Ditulis oleh Kak Puingpahing
***
Keping malam beradu⁣
Kuncup mekar tak layua⁣
Kutipu dengan nestapa⁣
Jauh hati bertanya, siapa gerangan?⁣

***⁣

"Jika memang Alisha bersalah, maka biarkan dia menerima hukumannya. Hanya saja, jangan abaikan dia.
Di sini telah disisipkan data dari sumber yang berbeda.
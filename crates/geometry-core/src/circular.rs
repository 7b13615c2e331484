// ─────────────────────────────────────────────────────────────────────
// SCPN Fusion Core — Circular Analytic Geometry
// © 1998–2026 Miroslav Šotek. All rights reserved.
// Contact: www.anulum.li | protoscience@anulum.li
// ORCID: https://orcid.org/0009-0009-3560-0851
// License: GNU AGPL v3 | Commercial licensing available
// ─────────────────────────────────────────────────────────────────────
//! Ad-hoc circular geometry from five scalars.
//!
//! Assumes r/Rmin equals the normalized toroidal flux coordinate and that
//! flux surfaces are concentric circles stretched by an elongation that
//! ramps linearly from 1 on axis to `kappa` at the edge:
//!   κ(ρ) = 1 + ρ (κ_edge − 1)
//!   V = 2π² R₀ r² κ,   A = π r² κ
//! V' and S' are the exact derivatives of these expressions with respect to
//! r, including the elongation ramp term.
//!
//! `g3 = <1/R²>` for a circle of radius r is 1/(R₀² (1 − (r/R₀)²)^{3/2}),
//! which diverges as r → R₀. Inputs must satisfy Rmin < Rmaj; this is the
//! model's validity domain and is only warned about.

use crate::geometry::{CircularAnalyticalGeometry, Geometry, GeometryType};
use geometry_math::axis::ratio_with_axis_limit;
use geometry_types::config::CircularGeometryConfig;
use geometry_types::error::GeometryResult;
use geometry_types::grid::Grid1D;
use ndarray::{Array1, Zip};
use std::f64::consts::PI;

/// Shape profiles of the elongated torus on one radial grid.
struct TorusShape {
    kappa: Array1<f64>,
    volume: Array1<f64>,
    area: Array1<f64>,
    vpr: Array1<f64>,
    spr: Array1<f64>,
}

fn torus_shape(r_norm: &Array1<f64>, rmax: f64, rmaj: f64, kappa_edge: f64) -> TorusShape {
    let ramp = (kappa_edge - 1.0) / rmax;
    let kappa = r_norm.mapv(|x| 1.0 + x * (kappa_edge - 1.0));
    let r = r_norm * rmax;

    let volume = Zip::from(&r)
        .and(&kappa)
        .map_collect(|&r, &k| 2.0 * PI * PI * rmaj * r * r * k);
    let area = Zip::from(&r)
        .and(&kappa)
        .map_collect(|&r, &k| PI * r * r * k);
    let vpr = Zip::from(&r)
        .and(&kappa)
        .and(&volume)
        .map_collect(|&r, &k, &v| 4.0 * PI * PI * rmaj * r * k + v / k * ramp);
    let spr = Zip::from(&r)
        .and(&kappa)
        .and(&area)
        .map_collect(|&r, &k, &a| 2.0 * PI * r * k + a / k * ramp);

    TorusShape {
        kappa,
        volume,
        area,
        vpr,
        spr,
    }
}

fn g2_circular(r: &Array1<f64>) -> Array1<f64> {
    r.mapv(|r| 16.0 * PI.powi(4) * r * r)
}

fn g3_circular(r: &Array1<f64>, rmaj: f64) -> Array1<f64> {
    r.mapv(|r| 1.0 / (rmaj * rmaj * (1.0 - (r / rmaj).powi(2)).powf(1.5)))
}

/// Build a [`CircularAnalyticalGeometry`].
pub fn build_circular_geometry(
    config: &CircularGeometryConfig,
) -> GeometryResult<CircularAnalyticalGeometry> {
    config.validate()?;
    if config.rmin >= config.rmaj {
        log::warn!(
            "circular geometry: Rmin={} >= Rmaj={} is outside the model validity domain; \
             g3 will be non-finite",
            config.rmin,
            config.rmaj
        );
    }

    let nr = config.nr;
    let rmaj = config.rmaj;
    let b0 = config.b0;
    let kappa_edge = config.kappa;

    // Slab uniform mesh on the unit interval.
    let dr_norm = 1.0 / nr as f64;
    let mesh = Grid1D::new(nr, dr_norm)?;
    let rmax = config.rmin;

    let r_face_norm = mesh.face_centers.clone();
    let r_norm = mesh.cell_centers.clone();
    let dr = dr_norm * rmax;
    let r_face = &r_face_norm * rmax;
    let r = &r_norm * rmax;

    let cell = torus_shape(&r_norm, rmax, rmaj, kappa_edge);
    let face = torus_shape(&r_face_norm, rmax, rmaj, kappa_edge);

    // Refined grid for psi <-> current manipulations.
    let r_hires_norm = Array1::linspace(0.0, 1.0, nr * config.hires_fac);
    let r_hires = &r_hires_norm * rmax;
    let hires = torus_shape(&r_hires_norm, rmax, rmaj, kappa_edge);

    let delta_face = Array1::zeros(nr + 1);

    let g0 = cell.vpr.clone();
    let g0_face = face.vpr.clone();
    let g1 = cell.vpr.mapv(|v| v * v);
    let g1_face = face.vpr.mapv(|v| v * v);
    let g2 = g2_circular(&r);
    let g2_face = g2_circular(&r_face);
    let g3 = g3_circular(&r, rmaj);
    let g3_face = g3_circular(&r_face, rmaj);

    let g2g3_over_rho = &g2 * &g3 / &r;
    let g2g3_over_rho_face =
        ratio_with_axis_limit((&g2_face * &g3_face).view(), r_face.view(), 0.0);
    let g2g3_hires = &g2_circular(&r_hires) * &g3_circular(&r_hires, rmaj);
    let g2g3_over_rho_hires = ratio_with_axis_limit(g2g3_hires.view(), r_hires.view(), 0.0);

    // Constant-q simplification: J = R B / (R₀ B₀) = 1, F = R₀ B₀.
    let j = Array1::ones(nr);
    let j_face = Array1::ones(nr + 1);
    let j_hires = Array1::ones(r_hires.len());
    let f = Array1::from_elem(nr, rmaj * b0);
    let f_face = Array1::from_elem(nr + 1, rmaj * b0);

    let r_out = r.mapv(|r| rmaj + r);
    let r_out_face = r_face.mapv(|r| rmaj + r);
    let r_in = r.mapv(|r| rmaj - r);
    let r_in_face = r_face.mapv(|r| rmaj - r);

    let vpr2 = cell.vpr.mapv(|v| v * v);
    let vpr2_face = face.vpr.mapv(|v| v * v);
    let g1_over_vpr = &g1 / &cell.vpr;
    let g1_over_vpr2 = &g1 / &vpr2;
    let g0_over_vpr_face = ratio_with_axis_limit(g0_face.view(), face.vpr.view(), 1.0);
    let g1_over_vpr_face = ratio_with_axis_limit(g1_face.view(), face.vpr.view(), 0.0);
    let g1_over_vpr2_face = ratio_with_axis_limit(g1_face.view(), vpr2_face.view(), 1.0);

    log::debug!(
        "circular geometry: nr={nr}, hires={}, Rmaj={rmaj}, Rmin={rmax}, B0={b0}, kappa={kappa_edge}",
        r_hires.len()
    );

    Ok(CircularAnalyticalGeometry {
        geometry: Geometry {
            geometry_type: GeometryType::Circular,
            dr_norm,
            dr,
            mesh,
            rmax,
            r_face_norm,
            r_norm,
            r_face,
            r,
            rmaj,
            rmin: rmax,
            b0,
            volume: cell.volume,
            volume_face: face.volume,
            area: cell.area,
            area_face: face.area,
            vpr: cell.vpr,
            vpr_face: face.vpr,
            spr_cell: cell.spr,
            spr_face: face.spr,
            delta_face,
            g0,
            g0_face,
            g1,
            g1_face,
            g2,
            g2_face,
            g3,
            g3_face,
            g2g3_over_rho,
            g2g3_over_rho_face,
            g2g3_over_rho_hires,
            g0_over_vpr_face,
            g1_over_vpr,
            g1_over_vpr_face,
            g1_over_vpr2,
            g1_over_vpr2_face,
            j,
            j_face,
            j_hires,
            f,
            f_face,
            r_in,
            r_in_face,
            r_out,
            r_out_face,
            volume_hires: hires.volume,
            area_hires: hires.area,
            spr_hires: hires.spr,
            r_hires_norm,
            r_hires,
            vpr_hires: hires.vpr,
        },
        kappa: cell.kappa,
        kappa_face: face.kappa,
        kappa_hires: hires.kappa,
    })
}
Bagaimana pun, Alisha satu-satunya saudara yang kau punya." Ucapan sang ayah tadi pagi masih terngiang jelan di telinga Adrian. ⁣

Ia sudah membawa roti isi untuk diantarkan pada Alisha di ruang rawat inap masih di area kantor kepolisian kota. ⁣

"Adrian!" Belum juga langkah Adrian sampai di koridor. Seseorang sudah menghentikannya. ⁣

"Ada kabar terbaru mengenai Alisha," ucap Lena sembari mengajak Adrian duduk terlebih dulu di ruang kerjanya. ⁣

Adrian duduk di depan Lena. Menanti kalimat apa yang bendak rekannya ini sampaikan. ⁣

"Alisha hamil," ucap Lena tanpa basa-basi.⁣
Adrian seolah tak percaya mendengar kabar ini.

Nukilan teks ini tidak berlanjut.